Marín, quien ha probado ser el mejor parador en corto del país -sin incluir a Everth Cabrera-, este año empató su marca de cuadrangulares en una campaña con 4 (uno con las bases llenas contra León). Además, Iván presenta un lujoso promedio de .452 (14-31) con 9 impulsadas y 13 anotadas.

“Tengo que agradecer a Luis Allen (catcher de los Tigres de Chinandega), y a Raúl Marval (coach de los Tigres). Me han ayudado porque corregí mucho los errores que tuve en la Liga Profesional. Ahora en Granada como hay más tiempo para entrenar, me he enfocado en mejorar mi bateo. Estoy llegando al estadio dos horas antes de la práctica y comienzo a entrenar con el carga bates, quien me empieza a tirar pitcheos”, cuenta Marín, quien es el líder de bateo de los Tiburones.

“Allen me decía que yo tenía que saber cuál era mi misión en un plantel. Por ejemplo, si soy noveno o primero en el orden, debo de dar más líneas, sacarle provecho a mis piernas porque soy rápido, ellos me decía que si yo doy un elevado no hacía nada, en cambio con un roletazo puedo provocar un error -mal tiro- o embasarme por mi velocidad”, agregó.

Sorprendido
Respecto a la cantidad de cuadrangulares que acumula esta temporada, Marín dijo sentirse “sorprendido”.

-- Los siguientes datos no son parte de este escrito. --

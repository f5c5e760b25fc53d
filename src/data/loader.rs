use std::fs::File;
use std::io::BufWriter;
use std::path::{Path, PathBuf};

use image::DynamicImage;
use serde::de::DeserializeOwned;
use serde::Serialize;

use super::model::{RawSnapshot, Snapshot};
use crate::error::{DatasetError, Result};

// ---------------------------------------------------------------------------
// Public entry-points
// ---------------------------------------------------------------------------

/// Load a COCO instances file (`categories`, `images`, `annotations`).
pub fn load_raw(path: &Path) -> Result<RawSnapshot> {
    let raw: RawSnapshot = read_json(path)?;
    log::info!(
        "Loaded {} images, {} annotations, {} categories from {}",
        raw.images.len(),
        raw.annotations.len(),
        raw.categories.len(),
        path.display()
    );
    Ok(raw)
}

/// Load a filtered or spatial snapshot.  Dispatch by source.
///
/// Supported sources:
/// * `https://...` – fetched with a single blocking GET, anything but 200 is fatal
/// * anything else – treated as a local file path
pub fn load_snapshot(source: &str) -> Result<Snapshot> {
    let mut snapshot: Snapshot = if is_remote(source) {
        fetch_remote(source)?
    } else {
        read_json(Path::new(source))?
    };
    snapshot.normalize_order();
    log::info!(
        "Loaded snapshot with {} images ({} good pairs) from {source}",
        snapshot.len(),
        snapshot.pair_count()
    );
    Ok(snapshot)
}

/// Write a snapshot as 2-space indented JSON.
pub fn save_snapshot(snapshot: &Snapshot, path: &Path) -> Result<()> {
    write_json(snapshot, path)?;
    log::info!("Wrote {} images to {}", snapshot.len(), path.display());
    Ok(())
}

pub fn is_remote(source: &str) -> bool {
    source.starts_with("https://")
}

// ---------------------------------------------------------------------------
// Images
// ---------------------------------------------------------------------------

/// `{dataset_root}/val2014/{file_name}`
pub fn image_path(dataset_root: &Path, file_name: &str) -> PathBuf {
    dataset_root.join("val2014").join(file_name)
}

pub fn load_image(path: &Path) -> Result<DynamicImage> {
    image::open(path).map_err(|source| DatasetError::Image {
        path: path.to_path_buf(),
        source,
    })
}

// ---------------------------------------------------------------------------
// JSON helpers
// ---------------------------------------------------------------------------

fn read_json<T: DeserializeOwned>(path: &Path) -> Result<T> {
    let text = std::fs::read_to_string(path).map_err(|source| DatasetError::Io {
        path: path.to_path_buf(),
        source,
    })?;
    serde_json::from_str(&text).map_err(|source| DatasetError::Json {
        origin: path.display().to_string(),
        source,
    })
}

/// `serde_json`'s pretty printer indents with two spaces.
pub(crate) fn write_json<T: Serialize + ?Sized>(value: &T, path: &Path) -> Result<()> {
    let io_err = |source| DatasetError::Io {
        path: path.to_path_buf(),
        source,
    };
    let file = File::create(path).map_err(io_err)?;
    let mut writer = BufWriter::new(file);
    serde_json::to_writer_pretty(&mut writer, value).map_err(|source| DatasetError::Json {
        origin: path.display().to_string(),
        source,
    })?;
    std::io::Write::flush(&mut writer).map_err(io_err)
}

fn fetch_remote<T: DeserializeOwned>(url: &str) -> Result<T> {
    log::info!("Downloading {url}");
    let request_err = |source| DatasetError::Request {
        url: url.to_string(),
        source,
    };
    let response = reqwest::blocking::get(url).map_err(request_err)?;
    let status = response.status();
    if status != reqwest::StatusCode::OK {
        return Err(DatasetError::Http {
            url: url.to_string(),
            status: status.as_u16(),
        });
    }
    let text = response.text().map_err(request_err)?;
    serde_json::from_str(&text).map_err(|source| DatasetError::Json {
        origin: url.to_string(),
        source,
    })
}

#[cfg(test)]
mod tests {
    use super::*;
    use crate::data::model::{Annotation, BBox, Category, GoodPair, ImageRecord};

    fn sample_snapshot() -> Snapshot {
        let categories = vec![
            Category {
                id: 17,
                name: "cat".into(),
                extra: Default::default(),
            },
            Category {
                id: 18,
                name: "dog".into(),
                extra: Default::default(),
            },
        ];
        let mut snap = Snapshot::new(categories);
        let mut dog = Annotation::new(18, BBox::new(0.0, 0.0, 10.0, 10.0));
        dog.image_id = Some(9);
        dog.extra.insert("area".into(), 100.0.into());
        let cat = Annotation::new(17, BBox::new(20.5, 0.0, 10.0, 10.0));
        snap.push(
            9,
            ImageRecord {
                annotations: vec![dog, cat],
                file_name: "COCO_val2014_000000000009.jpg".into(),
                height: 480,
                width: 640,
                good_pairs: Some(vec![GoodPair { left: 0, right: 1 }]),
            },
        );
        snap.push(
            2,
            ImageRecord {
                annotations: Vec::new(),
                file_name: "COCO_val2014_000000000002.jpg".into(),
                height: 10,
                width: 10,
                good_pairs: None,
            },
        );
        snap
    }

    #[test]
    fn snapshot_round_trip() {
        let dir = tempfile::tempdir().unwrap();
        let path = dir.path().join("spatial.json");
        let snap = sample_snapshot();

        save_snapshot(&snap, &path).unwrap();
        let loaded = load_snapshot(path.to_str().unwrap()).unwrap();

        assert_eq!(loaded, snap);
        assert_eq!(loaded.image_ids, vec![9, 2]);
    }

    #[test]
    fn output_is_two_space_indented() {
        let dir = tempfile::tempdir().unwrap();
        let path = dir.path().join("out.json");
        save_snapshot(&sample_snapshot(), &path).unwrap();
        let text = std::fs::read_to_string(&path).unwrap();
        assert!(text.starts_with("{\n  \"categories\": [\n    {"));
    }

    #[test]
    fn malformed_json_is_reported() {
        let dir = tempfile::tempdir().unwrap();
        let path = dir.path().join("broken.json");
        std::fs::write(&path, "{\"categories\": [").unwrap();
        let err = load_snapshot(path.to_str().unwrap()).unwrap_err();
        assert!(matches!(err, DatasetError::Json { .. }));
    }

    #[test]
    fn missing_file_is_an_io_error() {
        let err = load_raw(Path::new("/definitely/not/here.json")).unwrap_err();
        assert!(matches!(err, DatasetError::Io { .. }));
    }

    #[test]
    fn remote_sources_are_detected() {
        assert!(is_remote("https://example.org/coco_spatial.json"));
        assert!(!is_remote("data/coco_spatial.json"));
        assert!(!is_remote("http://example.org/coco_spatial.json"));
    }

    #[test]
    fn image_paths_live_under_val2014() {
        let p = image_path(Path::new("/data/coco"), "a.jpg");
        assert_eq!(p, PathBuf::from("/data/coco/val2014/a.jpg"));
    }
}
use image::DynamicImage;
use serde::Serialize;

use crate::data::model::{CategoryMap, GoodPair, ImageRecord};
use crate::error::{DatasetError, Result};

// ---------------------------------------------------------------------------
// Question / answer pairs
// ---------------------------------------------------------------------------

/// A question with one correct and one incorrect answer, in that order.
#[derive(Debug, Clone, PartialEq, Eq, Serialize)]
pub struct Question {
    pub question: String,
    pub answers: [String; 2],
}

impl Question {
    pub fn correct(&self) -> &str {
        &self.answers[0]
    }

    pub fn incorrect(&self) -> &str {
        &self.answers[1]
    }
}

/// `"an"` before a lowercase vowel, `"a"` otherwise.  No phonetic exceptions.
pub fn article(name: &str) -> &'static str {
    match name.chars().next() {
        Some('a' | 'e' | 'i' | 'o' | 'u') => "an",
        _ => "a",
    }
}

/// Only the question picks `a`/`an`; the affirmative answer always reads "a".
pub fn object_question(name: &str) -> Question {
    let art = article(name);
    Question {
        question: format!("Is there {art} {name} in the image?"),
        answers: [
            format!("Yes, there is a {name} in the image."),
            format!("No, there is no {name} in the image."),
        ],
    }
}

pub fn spatial_question(left: &str, right: &str) -> Question {
    Question {
        question: format!("Which side of the {left} is the {right}?"),
        answers: [
            format!("The {right} is on the right side of the {left}."),
            format!("The {right} is on the left side of the {left}."),
        ],
    }
}

/// One presence question per annotation of the image.
pub fn object_questions(record: &ImageRecord, categories: &CategoryMap) -> Result<Vec<Question>> {
    Ok(categories
        .names_of(&record.annotations)?
        .into_iter()
        .map(object_question)
        .collect())
}

/// One left/right question per good pair.  Pair indices refer to the
/// sorted-by-x annotation order; an image without pairs yields nothing.
pub fn spatial_questions(record: &ImageRecord, categories: &CategoryMap) -> Result<Vec<Question>> {
    let names = categories.names_of(&record.annotations)?;
    record
        .pairs()
        .iter()
        .map(|&GoodPair { left, right }| {
            match (names.get(left), names.get(right)) {
                (Some(l), Some(r)) => Ok(spatial_question(l, r)),
                _ => Err(DatasetError::InvalidPair {
                    left,
                    right,
                    len: names.len(),
                }),
            }
        })
        .collect()
}

// ---------------------------------------------------------------------------
// Contrastive evaluation bundle
// ---------------------------------------------------------------------------

/// Spatial questions together with the original and mirrored image.
///
/// The questions describe the original; on the flipped image their correct
/// and incorrect answers swap roles.
pub struct SpatialEval {
    pub image: DynamicImage,
    pub image_flipped: DynamicImage,
    pub questions: Vec<Question>,
}

pub fn spatial_eval(
    image: DynamicImage,
    record: &ImageRecord,
    categories: &CategoryMap,
) -> Result<SpatialEval> {
    let questions = spatial_questions(record, categories)?;
    let image_flipped = image.fliph();
    Ok(SpatialEval {
        image,
        image_flipped,
        questions,
    })
}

“Nadie se espera eso porque soy considerado uno de los jugadores débiles, sin embargo no estoy asustado por mi porcentaje de bateo, para eso estaba preparado porque he entrenado fuerte. Lo de los jonrones es una novedad porque no era lo que esperaba”, comentó.

El granadino espera culminar el torneo con buenos números, aunque se perderá los partidos de este fin de semana porque tiene un esguince en el tobillo derecho.